When a pregnant woman becomes eligible for Medicaid, including during the three month prior period (THMP), she continues to be eligible, without regard to any increase in income of the ACA Medicaid Household, for sixty days after the day her pregnancy ends, and for the remaining days of the month in which the sixtieth day falls. Decreases in income, however, will be considered to further reduce any client share (recipient liability). All other Medicaid eligibility factors continue to apply.
- Self-attestation of a single-birth pregnancy is accepted unless it is questionable. Multiple births must be medically verified in order to increase the household size by more than one unborn child. Medical verification is a pregnancy determination made by medical personnel or a public health agency.
- For determinations made after the birth of the baby, the child’s birth verification may be used as verification of pregnancy.
When a woman applies for coverage and is pregnant, if eligible, she must be enrolled in Medicaid coverage as a pregnant woman, rather than in the new Adult Expansion Group.
When a woman is already enrolled in the Adult Expansion Group, and becomes pregnant after her enrollment, she must be informed of the benefits of moving to Medicaid coverage for pregnant women and given a choice to move to that coverage group.
- If the woman chooses Medicaid coverage as a pregnant woman, during the final month of the 60 free day period of eligibility, a review must be completed to evaluate whether she will remain eligible for Medicaid under another coverage group, including the Adult Expansion Group, or be referred to the Marketplace to choose an insurance policy. This will ensure there is no loss of coverage.

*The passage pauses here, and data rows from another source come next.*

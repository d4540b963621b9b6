//! Serde-deserializable types matching content service responses.
//!
//! These types are separate from domain types so that responses are
//! validated once at the network boundary; nothing past this module sees
//! untyped JSON.

use serde::Deserialize;
use serde_json::Value;

use super::error::FetchError;
use super::types::{Book, Collection, Record, RecordPage};

// ============================================================================
// Response shapes
// ============================================================================

#[derive(Debug, Deserialize)]
#[serde(rename_all = "camelCase")]
pub struct ApiCollection {
  #[serde(default)]
  pub id: String,
  #[serde(default)]
  pub name: String,
  pub localized_name: Option<String>,
  pub author: Option<String>,
  pub description: Option<String>,
  #[serde(default)]
  pub total_record_count: u32,
  #[serde(default)]
  pub sub_unit_count: u32,
}

#[derive(Debug, Deserialize)]
#[serde(rename_all = "camelCase")]
pub struct ApiBook {
  #[serde(default)]
  pub number: Value,
  #[serde(default)]
  pub name: String,
  pub localized_name: Option<String>,
  #[serde(default)]
  pub record_count: u32,
}

#[derive(Debug, Deserialize)]
#[serde(rename_all = "camelCase")]
pub struct ApiRecord {
  #[serde(default)]
  pub id: Value,
  #[serde(default)]
  pub collection_id: String,
  pub book_number: Option<Value>,
  pub number: Option<Value>,
  #[serde(default)]
  pub text: String,
  pub localized_text: Option<String>,
  pub narrator: Option<String>,
  pub grade: Option<String>,
}

#[derive(Debug, Deserialize)]
#[serde(rename_all = "camelCase")]
pub struct ApiRecordPage {
  #[serde(default)]
  pub items: Vec<ApiRecord>,
  #[serde(default)]
  pub total: u32,
  #[serde(default = "first_page")]
  pub page: u32,
  #[serde(default)]
  pub per_page: u32,
}

fn first_page() -> u32 {
  1
}

// ============================================================================
// Conversions to domain types
// ============================================================================

impl ApiCollection {
  pub fn into_domain(self) -> Result<Collection, FetchError> {
    let id = self.id.trim().to_string();
    if id.is_empty() {
      return Err(FetchError::Invalid("collection without id".to_string()));
    }
    Ok(Collection {
      name: if self.name.is_empty() {
        id.clone()
      } else {
        self.name
      },
      id,
      localized_name: non_empty(self.localized_name),
      author: non_empty(self.author),
      description: non_empty(self.description),
      total_record_count: self.total_record_count,
      sub_unit_count: self.sub_unit_count,
    })
  }
}

impl ApiBook {
  pub fn into_domain(self, collection_id: &str) -> Result<Book, FetchError> {
    let number = as_u32(&self.number)
      .ok_or_else(|| FetchError::Invalid(format!("book number {} is not a number", self.number)))?;
    Ok(Book {
      collection_id: collection_id.to_string(),
      number,
      name: if self.name.is_empty() {
        format!("Book {}", number)
      } else {
        self.name
      },
      localized_name: non_empty(self.localized_name),
      record_count: self.record_count,
    })
  }
}

impl ApiRecord {
  pub fn into_domain(self) -> Result<Record, FetchError> {
    let id = as_string(&self.id)
      .filter(|id| !id.is_empty())
      .ok_or_else(|| FetchError::Invalid("record without id".to_string()))?;
    if self.text.trim().is_empty() {
      return Err(FetchError::Invalid(format!("record {} has no text", id)));
    }
    Ok(Record {
      number: self
        .number
        .as_ref()
        .and_then(as_string)
        .unwrap_or_else(|| id.clone()),
      id,
      collection_id: self.collection_id,
      book_number: self.book_number.as_ref().and_then(as_u32),
      text: self.text,
      localized_text: non_empty(self.localized_text),
      narrator: non_empty(self.narrator),
      grade: non_empty(self.grade),
    })
  }
}

impl ApiRecordPage {
  pub fn into_domain(self, requested_per_page: u32) -> Result<RecordPage, FetchError> {
    let items = convert_all(self.items, ApiRecord::into_domain)?;
    Ok(RecordPage {
      total: self.total.max(items.len() as u32),
      page: self.page.max(1),
      per_page: if self.per_page == 0 {
        requested_per_page
      } else {
        self.per_page
      },
      items,
      message: None,
    })
  }
}

/// Convert a list, failing on the first invalid element.
pub fn convert_all<A, T>(
  items: Vec<A>,
  convert: impl Fn(A) -> Result<T, FetchError>,
) -> Result<Vec<T>, FetchError> {
  items.into_iter().map(convert).collect()
}

// ============================================================================
// Helpers
// ============================================================================

fn non_empty(value: Option<String>) -> Option<String> {
  value.filter(|s| !s.trim().is_empty())
}

/// Accept both `12` and `"12"`
fn as_u32(value: &Value) -> Option<u32> {
  match value {
    Value::Number(n) => n.as_u64().and_then(|n| u32::try_from(n).ok()),
    Value::String(s) => s.trim().parse().ok(),
    _ => None,
  }
}

/// Accept both `"12a"` and `12`
fn as_string(value: &Value) -> Option<String> {
  match value {
    Value::String(s) => Some(s.trim().to_string()),
    Value::Number(n) => Some(n.to_string()),
    _ => None,
  }
}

- If the woman chooses to remain covered under the Adult Expansion Group, the 60 free day period of eligibility does not apply. Thus a review will not need to be completed at that time.
When a Pregnant Woman becomes eligible and during her pregnancy a review is due, the Pregnant Woman must complete the review or her eligibility will end the last day of the month in which the review was due.
Exception: If a review is due within the 60 free days and is not completed, the pregnant woman remains eligible through the end of the month that the 60th day falls.
The individual must submit her review or reapply within 90 days to avoid a loss in coverage.
For policy relating to Extended Eligibility for Pregnant Women, refer to 510-03-45-05.